The percentage of material recovered relative to the original amount: %R = (recovered/original) × 100. It measures process efficiency. 100% = perfect recovery. < 100% = losses occurred. > 100% = more was recovered than expected (contamination, interference, or measurement error).
Depends on application: Pharmaceutical assays: 98-102%. HPLC standard methods: 90-110%. Environmental trace analysis: 70-130% (EPA methods). Food safety: 80-120%. Forensic toxicology: 85-115%. Gravimetric analysis: 95-100%. Wider ranges are acceptable at lower concentrations.
Common causes: co-extraction of interferences, contamination during sample prep, insufficient blank subtraction, matrix effects enhancing signal, or systematic measurement bias. Always investigate >100% recovery — it indicates a problem with the method.
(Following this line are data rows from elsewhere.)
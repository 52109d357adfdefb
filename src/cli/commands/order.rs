use crate::cli::commands::{finish, print_json};
use crate::cli::parser::{Commands, OrderCommand};
use crate::config::Config;
use crate::context::AppContext;
use crate::errors::{AppError, AppResult};
use crate::models::checklist::ChecklistItem;
use crate::models::{NewWorkOrder, WorkOrder, WorkOrderChanges};
use crate::ui::messages::{count, field, header, info};
use crate::utils::table::{Column, Table};
use std::fs;

/// Handle `order <action>`.
pub fn handle(cmd: &Commands, cfg: &Config) -> AppResult<()> {
    let Commands::Order { action } = cmd else {
        return Ok(());
    };
    let mut ctx = AppContext::open(cfg.clone())?;

    let outcome = match action {
        OrderCommand::Add {
            sector,
            location,
            description,
            priority,
            requester,
            photo,
            photo_url,
            items,
            notes,
        } => {
            let input = NewWorkOrder {
                sector: sector.clone(),
                location: location.clone(),
                description: description.clone(),
                priority: *priority,
                requester: requester.clone(),
                photo_url: photo_url.clone(),
                photo: read_photo(photo.as_deref())?,
                checklist: items.iter().map(ChecklistItem::pending).collect(),
                notes: notes.clone(),
            };
            finish(ctx.create_work_order(input))
        }

        OrderCommand::Update {
            id,
            status,
            technician,
            repair,
            materials,
            hours,
            cost,
            photo,
            photo_url,
            notes,
        } => {
            let changes = WorkOrderChanges {
                status: *status,
                technician: technician.clone(),
                repair_description: repair.clone(),
                materials_used: materials.clone(),
                time_spent_hours: *hours,
                estimated_cost: *cost,
                repair_photo_url: photo_url.clone(),
                repair_photo: read_photo(photo.as_deref())?,
                checklist: None,
                notes: notes.clone(),
            };
            finish(ctx.update_work_order(id, changes))
        }

        OrderCommand::Pending { json } => list("Pending work orders", &ctx.pending_orders(), *json),
        OrderCommand::History { json } => list("Work order history", &ctx.order_history(), *json),
        OrderCommand::All { json } => list("All work orders", &ctx.all_orders(), *json),

        OrderCommand::Show { id, json } => match ctx.order(id) {
            Some(order) if *json => print_json(&order),
            Some(order) => {
                print_details(&order);
                Ok(())
            }
            None => Err(AppError::not_found("Work order", id.as_str())),
        },
    };

    ctx.close();
    outcome
}

fn read_photo(path: Option<&str>) -> AppResult<Option<Vec<u8>>> {
    path.map(fs::read).transpose().map_err(AppError::from)
}

fn list(title: &str, orders: &[WorkOrder], json: bool) -> AppResult<()> {
    if json {
        return print_json(orders);
    }
    if orders.is_empty() {
        info("No work orders.");
        return Ok(());
    }

    header(title);
    let mut table = Table::new(vec![
        Column::new("ID", 18),
        Column::new("Opened", 19),
        Column::new("Priority", 8),
        Column::new("Status", 11),
        Column::new("Sector", 14),
        Column::new("Location", 14),
        Column::new("Problem", 40),
    ]);
    for o in orders {
        table.add_row(vec![
            o.id.clone(),
            o.opened_at.clone(),
            o.priority.as_str().to_string(),
            o.status.as_str().to_string(),
            o.sector.clone(),
            o.location.clone(),
            o.problem_description.clone(),
        ]);
    }
    print!("{}", table.render());
    count(orders.len(), "order");
    Ok(())
}

fn print_details(o: &WorkOrder) {
    header(format!("Work order {}", o.id));
    field("Opened", &o.opened_at);
    field("Status", o.status.as_str());
    field("Priority", o.priority.as_str());
    field("Sector", &o.sector);
    field("Location", &o.location);
    field("Problem", &o.problem_description);
    field("Requester", &o.requester);
    field("Photo", &o.avaria_photo_url);
    field("Closed", &o.closed_at);
    field("Technician", &o.technician);
    field("Repair", &o.repair_description);
    field("Repair photo", &o.repair_photo_url);
    field("Materials", &o.materials_used);
    if let Some(h) = o.time_spent_hours {
        field("Hours", h);
    }
    if let Some(c) = o.estimated_cost {
        field("Cost", format!("{c:.2}"));
    }
    field("Notes", &o.notes);
    field("Updated", &o.updated_at);
    if !o.checklist.is_empty() {
        println!("Checklist:");
        for item in &o.checklist {
            let mark = if item.done { "x" } else { " " };
            println!("  [{mark}] {}", item.description);
        }
    }
}
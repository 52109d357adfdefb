//! Domain logic: repositories, intake, scheduling and reports.

pub mod desk;
pub mod diagnostics;
pub mod ids;
pub mod preventive;
pub mod scheduler;
pub mod stats;
pub mod work_orders;

pub use desk::{NotificationSettings, OrderIntake, WorkOrderDesk};
pub use diagnostics::{Diagnostics, diagnose};
pub use preventive::{PreventiveTaskRepository, next_due_date};
pub use scheduler::{RecurrenceScheduler, SweepReport};
pub use stats::Statistics;
pub use work_orders::WorkOrderRepository;
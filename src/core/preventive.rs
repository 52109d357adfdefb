//! Preventive task repository over the `preventive_tasks` sheet.

use crate::core::ids::{PREVENTIVE_PREFIX, unique_id};
use crate::db::cell::Cell;
use crate::db::workbook::Workbook;
use crate::errors::{AppError, AppResult};
use crate::models::preventive_task::{col, is_truthy};
use crate::models::{
    Frequency, NewPreventiveTask, OperationResult, PreventiveTask, PreventiveTaskSchema,
};
use crate::store::{Table, row_to_object};
use crate::utils::date::{format_date, format_datetime, now};
use chrono::NaiveDate;
use std::rc::Rc;
use std::time::Duration;

/// Next due date of a task recurring with `frequency`.
///
/// The base is `from` (or `today` when absent) but never earlier than
/// `today`, so a schedule never lands in the past.
pub fn next_due_date(frequency: Frequency, from: Option<NaiveDate>, today: NaiveDate) -> NaiveDate {
    let base = from.map_or(today, |d| d.max(today));
    frequency.advance(base)
}

pub struct PreventiveTaskRepository {
    table: Table<PreventiveTaskSchema>,
}

impl PreventiveTaskRepository {
    pub fn open(workbook: Rc<dyn Workbook>, ttl: Duration) -> AppResult<Self> {
        Ok(Self {
            table: Table::open(workbook, ttl)?,
        })
    }

    pub fn table(&mut self) -> &mut Table<PreventiveTaskSchema> {
        &mut self.table
    }

    /// Schedule a new active task.
    pub fn create(&mut self, input: &NewPreventiveTask) -> OperationResult {
        OperationResult::from_result("create preventive task", self.try_create(input))
    }

    fn try_create(&mut self, input: &NewPreventiveTask) -> AppResult<OperationResult> {
        let now = now();
        let id = unique_id(&mut self.table, PREVENTIVE_PREFIX, now.date())?;
        let due = next_due_date(input.frequency, input.start_date, now.date());
        let template = serde_json::to_string(&input.checklist_template)?;

        let fields: Vec<(&str, Cell)> = vec![
            (col::ID, Cell::text(&id)),
            (col::SECTOR, Cell::text(&input.sector)),
            (col::LOCATION, Cell::text(&input.location)),
            (col::DESCRIPTION, Cell::text(&input.description)),
            (
                col::PRIORITY,
                Cell::text(input.priority.unwrap_or_default().as_str()),
            ),
            (col::FREQUENCY, Cell::text(input.frequency.as_str())),
            (col::NEXT_DUE_DATE, Cell::text(format_date(due))),
            (col::CHECKLIST_TEMPLATE, Cell::text(template)),
            (col::ACTIVE, Cell::Bool(true)),
            (col::CREATED_AT, Cell::text(format_datetime(now))),
            (col::NOTES, Cell::text(&input.notes)),
        ];

        self.table.insert(&fields)?;
        tracing::info!(id = %id, due = %due, "preventive task scheduled");
        Ok(OperationResult::ok(
            Some(id),
            format!("Preventive task scheduled, first due on {}", format_date(due)),
        ))
    }

    fn try_get_active(&mut self) -> AppResult<Vec<PreventiveTask>> {
        let active_col = self.table.col(col::ACTIVE)?;
        let data = self.table.read_all(false)?;
        Ok(data
            .rows
            .iter()
            .filter(|row| {
                row.get(active_col)
                    .is_some_and(|c| is_truthy(&c.to_display()))
            })
            .map(|row| PreventiveTask::from_record(&row_to_object(row, &data.headers)))
            .collect())
    }

    /// Tasks with `active == true`.
    pub fn get_active(&mut self) -> Vec<PreventiveTask> {
        self.try_get_active().unwrap_or_else(|e| {
            tracing::error!(error = %e, "get_active failed");
            Vec::new()
        })
    }

    pub fn get_all(&mut self) -> Vec<PreventiveTask> {
        match self.table.all_records() {
            Ok(records) => records.iter().map(PreventiveTask::from_record).collect(),
            Err(e) => {
                tracing::error!(error = %e, "reading preventive tasks failed");
                Vec::new()
            }
        }
    }

    fn try_get_by_id(&mut self, id: &str) -> AppResult<Option<PreventiveTask>> {
        match self.table.find_by_key(id)? {
            Some(found) => {
                let record = self.table.to_record(&found)?;
                Ok(Some(PreventiveTask::from_record(&record)))
            }
            None => Ok(None),
        }
    }

    pub fn get_by_id(&mut self, id: &str) -> Option<PreventiveTask> {
        self.try_get_by_id(id).unwrap_or_else(|e| {
            tracing::error!(error = %e, id, "get_by_id failed");
            None
        })
    }

    /// Soft-deactivate a task; rows are never deleted.
    pub fn deactivate(&mut self, id: &str) -> OperationResult {
        let result = self.set_active(id, false).map(|_| {
            OperationResult::ok(Some(id.to_string()), "Preventive task deactivated.")
        });
        OperationResult::from_result("deactivate preventive task", result)
    }

    fn set_active(&mut self, id: &str, active: bool) -> AppResult<()> {
        let found = self
            .table
            .find_by_key(id)?
            .ok_or_else(|| AppError::not_found("Preventive task", id))?;
        self.table
            .update_fields(found.row, &[(col::ACTIVE, Cell::Bool(active))])
    }

    /// Stamp an execution on `executed_on` and move the schedule to `next_due`.
    pub fn record_execution(
        &mut self,
        id: &str,
        executed_on: NaiveDate,
        next_due: NaiveDate,
    ) -> AppResult<()> {
        let found = self
            .table
            .find_by_key(id)?
            .ok_or_else(|| AppError::not_found("Preventive task", id))?;
        self.table.update_fields(
            found.row,
            &[
                (col::LAST_EXECUTION_DATE, Cell::text(format_date(executed_on))),
                (col::NEXT_DUE_DATE, Cell::text(format_date(next_due))),
            ],
        )?;
        tracing::debug!(id, next_due = %next_due, "execution recorded");
        Ok(())
    }
}
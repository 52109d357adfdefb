use serde::{Deserialize, Serialize};

/// One line of a work order checklist.
#[derive(Debug, Clone, PartialEq, Eq, Serialize, Deserialize)]
pub struct ChecklistItem {
    pub description: String,
    #[serde(default)]
    pub done: bool,
}

impl ChecklistItem {
    pub fn pending(description: impl Into<String>) -> Self {
        Self {
            description: description.into(),
            done: false,
        }
    }
}

/// Expand a template (plain strings) into unchecked items.
pub fn from_template(template: &[String]) -> Vec<ChecklistItem> {
    template.iter().map(ChecklistItem::pending).collect()
}

/// Parse the JSON stored in a checklist cell; invalid or empty text yields
/// an empty checklist.
pub fn parse_checklist(raw: &str) -> Vec<ChecklistItem> {
    if raw.trim().is_empty() {
        return Vec::new();
    }
    serde_json::from_str(raw).unwrap_or_else(|e| {
        tracing::warn!(error = %e, "unreadable checklist cell, treating as empty");
        Vec::new()
    })
}

/// Parse a stored checklist template (JSON array of strings).
pub fn parse_template(raw: &str) -> Vec<String> {
    if raw.trim().is_empty() {
        return Vec::new();
    }
    serde_json::from_str(raw).unwrap_or_else(|e| {
        tracing::warn!(error = %e, "unreadable checklist template, treating as empty");
        Vec::new()
    })
}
Losses during transfer between vessels, incomplete extraction or dissolution, adsorption to container walls, volatilization, sample degradation, incomplete reaction, or precipitation and lost precipitate. Each step in sample preparation can contribute to cumulative losses.
It depends on the method. Some regulatory methods require recovery correction (Corrected = Measured / (R/100)). Others report uncorrected results with recovery data. Correction is appropriate when recovery is consistent and well-characterized. Never correct without documenting the recovery study.
Multiply individual step recoveries: Overall = R₁ × R₂ × R₃ ÷ 100^(n-1). Example: 3 steps at 95%, 90%, 92% → overall = 0.95 × 0.90 × 0.92 = 0.787 = 78.7%. This explains why minimizing steps and maximizing per-step recovery is critical.